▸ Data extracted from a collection
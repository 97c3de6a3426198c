//! Local filesystem backend.
//!
//! Albums are the `*.md` files directly inside the album directory (no
//! recursion); portfolio records are written as `{id}.md` into the portfolio
//! directory, which is created on first write.

use super::{BackendError, Cause, RecordStore};
use crate::frontmatter;
use crate::naming;
use crate::types::{PortfolioRecord, RecordHandle, VersionToken};
use sha2::{Digest, Sha256};
use std::fs::{self, OpenOptions};
use std::io::{ErrorKind, Write};
use std::path::{Path, PathBuf};
use walkdir::WalkDir;

#[derive(Debug, Clone)]
pub struct LocalBackend {
    albums_dir: PathBuf,
    portfolio_dir: PathBuf,
}

impl LocalBackend {
    pub fn new(albums_dir: impl Into<PathBuf>, portfolio_dir: impl Into<PathBuf>) -> Self {
        Self {
            albums_dir: albums_dir.into(),
            portfolio_dir: portfolio_dir.into(),
        }
    }

    pub fn albums_dir(&self) -> &Path {
        &self.albums_dir
    }

    pub fn portfolio_dir(&self) -> &Path {
        &self.portfolio_dir
    }
}

fn display(path: &Path) -> String {
    path.to_string_lossy().into_owned()
}

/// SHA-256 of a record's bytes, hex-encoded.
fn content_token(bytes: &[u8]) -> VersionToken {
    VersionToken(format!("{:x}", Sha256::digest(bytes)))
}

impl RecordStore for LocalBackend {
    fn list_album_records(&self) -> Result<Vec<RecordHandle>, BackendError> {
        if !self.albums_dir.is_dir() {
            return Ok(Vec::new());
        }

        let mut handles = Vec::new();
        for entry in WalkDir::new(&self.albums_dir)
            .min_depth(1)
            .max_depth(1)
            .sort_by_file_name()
        {
            let entry = entry.map_err(|e| {
                BackendError::list(display(&self.albums_dir), std::io::Error::from(e))
            })?;
            let name = entry.file_name().to_string_lossy().into_owned();
            if entry.file_type().is_file() && naming::is_record_file(&name) {
                handles.push(RecordHandle::new(display(entry.path()), name));
            }
        }
        Ok(handles)
    }

    fn read_record(&self, handle: &RecordHandle) -> Result<(String, VersionToken), BackendError> {
        let bytes = fs::read(&handle.path).map_err(|e| match e.kind() {
            ErrorKind::NotFound => BackendError::NotFound(handle.path.clone()),
            _ => BackendError::read(&handle.path, e),
        })?;
        let token = content_token(&bytes);
        let text = String::from_utf8(bytes).map_err(|_| {
            BackendError::read(&handle.path, Cause::Invalid("not valid UTF-8".into()))
        })?;
        Ok((text, token))
    }

    fn write_portfolio_record(&self, record: &PortfolioRecord) -> Result<RecordHandle, BackendError> {
        let name = naming::record_file_name(&record.id);
        let path = self.portfolio_dir.join(&name);
        let shown = display(&path);

        let content = frontmatter::render(record).map_err(|e| BackendError::write(&shown, e))?;
        fs::create_dir_all(&self.portfolio_dir).map_err(|e| BackendError::write(&shown, e))?;

        let mut file = OpenOptions::new()
            .write(true)
            .create_new(true)
            .open(&path)
            .map_err(|e| match e.kind() {
                ErrorKind::AlreadyExists => BackendError::write(&shown, Cause::AlreadyExists),
                _ => BackendError::write(&shown, e),
            })?;
        file.write_all(content.as_bytes())
            .map_err(|e| BackendError::write(&shown, e))?;

        Ok(RecordHandle::new(shown, name))
    }

    /// Local deletes are unconditional; the version token is not checked.
    fn delete_record(&self, handle: &RecordHandle, _token: &VersionToken) -> Result<(), BackendError> {
        fs::remove_file(&handle.path).map_err(|e| match e.kind() {
            ErrorKind::NotFound => BackendError::NotFound(handle.path.clone()),
            _ => BackendError::delete(&handle.path, e),
        })
    }

    fn location(&self) -> String {
        format!(
            "{} → {}",
            self.albums_dir.display(),
            self.portfolio_dir.display()
        )
    }
}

▸ WHAT THE TASK REQUIRES
Pull out every line holding "PortfolioRecord" from the records above, and copy it.

▸ EXERCISE RESULT
use crate::types::{PortfolioRecord, RecordHandle, VersionToken};
    fn write_portfolio_record(&self, record: &PortfolioRecord) -> Result<RecordHandle, BackendError> {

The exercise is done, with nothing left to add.